Davidson and Lytle argue that the reason for these bombings was not as much to end the war with the Japanese but rather to send a message to the Soviet Union. At the time, the U.S.S.R. was also pursuing nuclear weapons technology. In the wake of the end of the war in Europe, that continent had been effectively been divided between the United States and its allies in the West and Stalin's USSR in the east. To make their case, the authors parrot third-party speculation that the U.S. "had no compelling military reason to drop atomic bombs on Japan" (7). While the use of third party analysis does not explicitly invalidate the conclusion, it also lends it no particular support. The idea that the bomb was dropped for the benefit of the Soviets is, in the end, one man's speculation. One can choose to accept or reject that speculation.

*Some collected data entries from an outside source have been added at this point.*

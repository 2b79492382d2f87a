//! Download table assembly
//!
//! - **listing**: parse storage listing text into [`DownloadEntry`] records
//! - **rules**: platform / suffix classification and ordering
//!
//! [`DownloadTable::build`] fetches the primary artifact's listing and every
//! related artifact's listing in parallel, concatenates them in request order
//! and sorts them with a stable composite key.

pub mod listing;
pub mod rules;

pub use listing::{DownloadEntry, parse_listing};
pub use rules::FileRules;

use crate::storage::ObjectStore;
use rayon::prelude::*;

/// Listing source for one version of the prebuilt bucket
pub struct DownloadTable<'a> {
  store: &'a dyn ObjectStore,
  bucket: &'a str,
  /// `<major>/<version>` of the run
  version_path: &'a str,
  download_base_url: &'a str,
  rules: FileRules<'a>,
}

impl<'a> DownloadTable<'a> {
  pub fn new(
    store: &'a dyn ObjectStore,
    bucket: &'a str,
    version_path: &'a str,
    download_base_url: &'a str,
    rules: FileRules<'a>,
  ) -> Self {
    Self {
      store,
      bucket,
      version_path,
      download_base_url,
      rules,
    }
  }

  /// Downloads of one artifact, in listing order
  ///
  /// Any storage failure (missing prefix, CLI error, bad output) yields an
  /// empty list so one missing artifact never aborts the run.
  pub fn fetch(&self, artifact_name: &str) -> Vec<DownloadEntry> {
    let base_path = format!("{}/{}/", artifact_name, self.version_path);
    match self.store.list(self.bucket, &base_path) {
      Ok(raw) => parse_listing(&raw, &base_path, self.download_base_url, &self.rules),
      Err(e) => {
        tracing::warn!(artifact = artifact_name, prefix = %base_path, error = %e, "listing unavailable");
        Vec::new()
      }
    }
  }

  /// Ordered download table for an artifact and its companions
  pub fn build(&self, artifact_name: &str, related: &[String]) -> Vec<DownloadEntry> {
    let names: Vec<&str> = std::iter::once(artifact_name)
      .chain(related.iter().map(String::as_str))
      .collect();

    // collect() keeps request order regardless of completion order
    let listings: Vec<Vec<DownloadEntry>> = names.par_iter().map(|name| self.fetch(name)).collect();

    let mut table: Vec<DownloadEntry> = listings.into_iter().flatten().collect();
    table.sort_by_key(|entry| self.rules.order_key(&entry.name, entry.platform.as_deref()));
    table
  }
}
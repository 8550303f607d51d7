use chrono::{DateTime, Utc};
use serde::{Deserialize, Serialize};
use uuid::Uuid;

#[derive(Debug, Clone, Serialize, Deserialize)]
pub struct Carrier {
    pub id: Uuid,
    pub business_name: String,
    pub driver_name: String,
    pub tax_id: String,
    /// Stored as entered by the back office; inbound matching bridges the
    /// format gap via phone variants.
    pub whatsapp_number: String,
    pub truck_plate: String,
    pub capacity_tons: f64,
    pub active: bool,
    pub available: bool,
    /// When set, the reactivation sweep flips `available` back on once due.
    pub resume_available_at: Option<DateTime<Utc>>,
    pub created_at: DateTime<Utc>,
    pub updated_at: DateTime<Utc>,
}
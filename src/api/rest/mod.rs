pub mod carriers;
pub mod tracking;
pub mod trips;
pub mod whatsapp;
pub mod ws;

use std::sync::Arc;

use axum::extract::State;
use axum::http::StatusCode;
use axum::response::IntoResponse;
use axum::routing::get;
use axum::Json;
use axum::Router;
use serde::Serialize;
use tower_http::cors::CorsLayer;
use tower_http::services::ServeDir;

use crate::state::AppState;

pub fn router(state: Arc<AppState>) -> Router {
    Router::new()
        .merge(trips::router())
        .merge(carriers::router())
        .merge(whatsapp::router())
        .merge(tracking::router())
        .route("/health", get(health))
        .route("/metrics", get(metrics))
        .route("/ws/trips/:id", get(ws::ws_handler))
        .layer(CorsLayer::permissive())
        .with_state(state)
        .fallback_service(ServeDir::new("static"))
}

#[derive(Serialize)]
struct HealthResponse {
    status: &'static str,
    trips: usize,
    carriers: usize,
    sessions: usize,
}

async fn health(State(state): State<Arc<AppState>>) -> Json<HealthResponse> {
    Json(HealthResponse {
        status: "ok",
        trips: state.trips.len(),
        carriers: state.carriers.len(),
        sessions: state.sessions.len(),
    })
}

async fn metrics(State(state): State<Arc<AppState>>) -> impl IntoResponse {
    match state.metrics.encode() {
        Ok(body) => (
            StatusCode::OK,
            [("content-type", "text/plain; version=0.0.4; charset=utf-8")],
            body,
        )
            .into_response(),
        Err(err) => (StatusCode::INTERNAL_SERVER_ERROR, err).into_response(),
    }
}
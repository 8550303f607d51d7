//! Interprets a carrier's free-form reply against the session context. The
//! same literal "1" confirms an offer under `trip_offer` and reports "arrived
//! to load" under `check_in`; meaning lives in the session, not the text.

use crate::models::session::SessionContext;
use crate::models::trip::CheckpointStage;

#[derive(Debug, Clone, PartialEq)]
pub enum Intent {
    CheckIn(CheckpointStage),
    TripConfirmation { trucks: u32 },
    TripRejection,
    Unknown(String),
}

impl Intent {
    /// Label used for the webhook intent metric.
    pub fn kind(&self) -> &'static str {
        match self {
            Intent::CheckIn(_) => "check_in",
            Intent::TripConfirmation { .. } => "confirmation",
            Intent::TripRejection => "rejection",
            Intent::Unknown(_) => "unknown",
        }
    }
}

const CONFIRM_KEYWORD: &str = "confirmo";
const REJECT_KEYWORD: &str = "no tengo";

pub fn parse(raw: &str, context: Option<SessionContext>) -> Intent {
    let text = raw.trim().to_lowercase();

    if context == Some(SessionContext::CheckIn) {
        if let Some(stage) = digit_to_stage(&text) {
            return Intent::CheckIn(stage);
        }
        // Anything else while a check-in is expected is noise, not an offer
        // reply; fall through to the keyword net only for explicit words.
    }

    if context == Some(SessionContext::TripOffer) {
        if text == "1" || text.contains(CONFIRM_KEYWORD) {
            return Intent::TripConfirmation { trucks: 1 };
        }
        if text == "2" || text.contains(REJECT_KEYWORD) {
            return Intent::TripRejection;
        }
    }

    // Context-independent safety net for carriers replying in words.
    if text.contains(CONFIRM_KEYWORD) {
        return Intent::TripConfirmation { trucks: 1 };
    }
    if text.contains(REJECT_KEYWORD) {
        return Intent::TripRejection;
    }

    Intent::Unknown(text)
}

fn digit_to_stage(text: &str) -> Option<CheckpointStage> {
    match text {
        "1" => Some(CheckpointStage::ArrivedToLoad),
        "2" => Some(CheckpointStage::LoadedDeparting),
        "3" => Some(CheckpointStage::EnRoute),
        "4" => Some(CheckpointStage::ArrivedAtDestination),
        "5" => Some(CheckpointStage::Unloaded),
        _ => None,
    }
}
use chrono::{DateTime, Utc};
use serde::{Deserialize, Serialize};
use uuid::Uuid;

#[derive(Debug, Clone, Copy, Serialize, Deserialize, PartialEq, Eq)]
#[serde(rename_all = "snake_case")]
pub enum SessionStatus {
    Active,
    WaitingResponse,
    WaitingLocation,
    Completed,
    Expired,
}

impl SessionStatus {
    pub fn is_terminal(&self) -> bool {
        matches!(self, SessionStatus::Completed | SessionStatus::Expired)
    }
}

/// The conversational phase. A short reply like "1" means nothing on its own;
/// the context decides whether it confirms an offer or reports a checkpoint.
#[derive(Debug, Clone, Copy, Serialize, Deserialize, PartialEq, Eq)]
#[serde(rename_all = "snake_case")]
pub enum SessionContext {
    TripOffer,
    CheckIn,
    General,
    ProblemReport,
}

#[derive(Debug, Clone, Default, Serialize, Deserialize)]
pub struct SessionMetadata {
    /// Check-in a pending location share belongs to, so a delayed location
    /// message attaches to the right entry instead of "whatever is last".
    pub last_check_in: Option<Uuid>,
}

#[derive(Debug, Clone, Serialize, Deserialize)]
pub struct Session {
    pub id: Uuid,
    /// Carrier's number in its stored format, not the gateway's canonical one.
    pub phone_number: String,
    pub carrier_id: Uuid,
    pub trip_id: Option<Uuid>,
    pub status: SessionStatus,
    pub context: SessionContext,
    pub last_message_at: DateTime<Utc>,
    /// Hard TTL from creation; activity does not extend it.
    pub expires_at: DateTime<Utc>,
    pub metadata: SessionMetadata,
    pub created_at: DateTime<Utc>,
}
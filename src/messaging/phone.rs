//! Carrier phone numbers arrive in whatever shape the back office typed them
//! in, while the messaging gateway always reports one canonical form
//! (`+549...`). Matching works by generating the plausible stored variants of
//! the inbound number and trying them in a fixed priority order.

/// Variants of an inbound number to test against stored carrier numbers,
/// most specific first. The first stored hit wins.
pub fn match_variants(raw: &str) -> Vec<String> {
    let digits: String = raw.chars().filter(|c| c.is_ascii_digit()).collect();

    let mut variants = vec![
        raw.to_string(),
        raw.trim_start_matches('+').to_string(),
        strip_prefix(raw, "+549"),
        strip_prefix(raw, "+54"),
        strip_prefix(raw, "+5491"),
    ];

    // Last 10 digits covers numbers stored as bare local (area code + line).
    if digits.len() >= 10 {
        variants.push(digits[digits.len() - 10..].to_string());
    }

    variants.dedup();
    variants
}

fn strip_prefix(raw: &str, prefix: &str) -> String {
    raw.strip_prefix(prefix).unwrap_or(raw).to_string()
}

/// Canonical outbound-addressable form: `whatsapp:+549...`.
///
/// Argentine mobiles need the `9` between country code and area code; numbers
/// stored as bare local (starting with the area code) get the full prefix.
pub fn outbound(raw: &str) -> String {
    let mut clean: String = raw
        .chars()
        .filter(|c| !c.is_whitespace() && *c != '-')
        .collect();

    if let Some(rest) = clean.strip_prefix("whatsapp:") {
        clean = rest.to_string();
    }
    if let Some(rest) = clean.strip_prefix('+') {
        clean = rest.to_string();
    }

    if clean.starts_with("54") {
        if !clean.starts_with("549") {
            clean = format!("549{}", &clean[2..]);
        }
    } else {
        clean = format!("549{clean}");
    }

    format!("whatsapp:+{clean}")
}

For the sake of argument, it is assumed here that the speculation is accepted as reality, that the atomic bombs were dropped on Japan. The conclusion was reached through application of rational choice theory, which of course was not necessarily the decision-making method for President Truman. Davidson and Lytle (1992) make a logical leap when they argue that "if Truman hoped to intimidate the Russians into cooperating, he seriously erred." Before dissecting this argument, it will first be pointed out that if the authors are going to be so pedantic as to argue whether Truman literally dropped the bombs himself, they might want to get it right -- the Soviet Union was comprised of hundreds of nationalities, Russians only one. Stalin himself was Georgian. "Russian" is not an acceptable equivalent to "Soviet." On their argument, the "if" in that clause means that the entire thing is speculative, yet their later arguments rest on the assumption that this statement is true. The underlying motive for the bombs could simply have been intimidation. Cooperation is fine if the American position was one of neoliberalism, but America has never been neoliberal in anything other than a superficial sense. The U.S. is rational, but realist.
Realism in international relations "stresses its competitive and conflictual side" (Korab-Karpowicz 2013). A realist actor is simply not seeking cooperation, at least need with any party that is viewed as a competitor for scarce resources. The United States would surely have viewed the U.S.S.R. As such a competitor, the latter being a massive country with a high level of technology, a broad sphere of influence, a competing and conflictive political system, and a demonstrated truculence towards the west -- Truman would have learned about the latter in Potsdam and Yalta, had he not received the memo from Roosevelt after Yalta. This is a critical error that Davidson and Lytle make in their logic -- they assume cooperation was even a part of Truman's thought process. Cooperation is for Great Britain and Canada; the U.S.S.R. was a rival, a fact clearly established by the summer of 1945.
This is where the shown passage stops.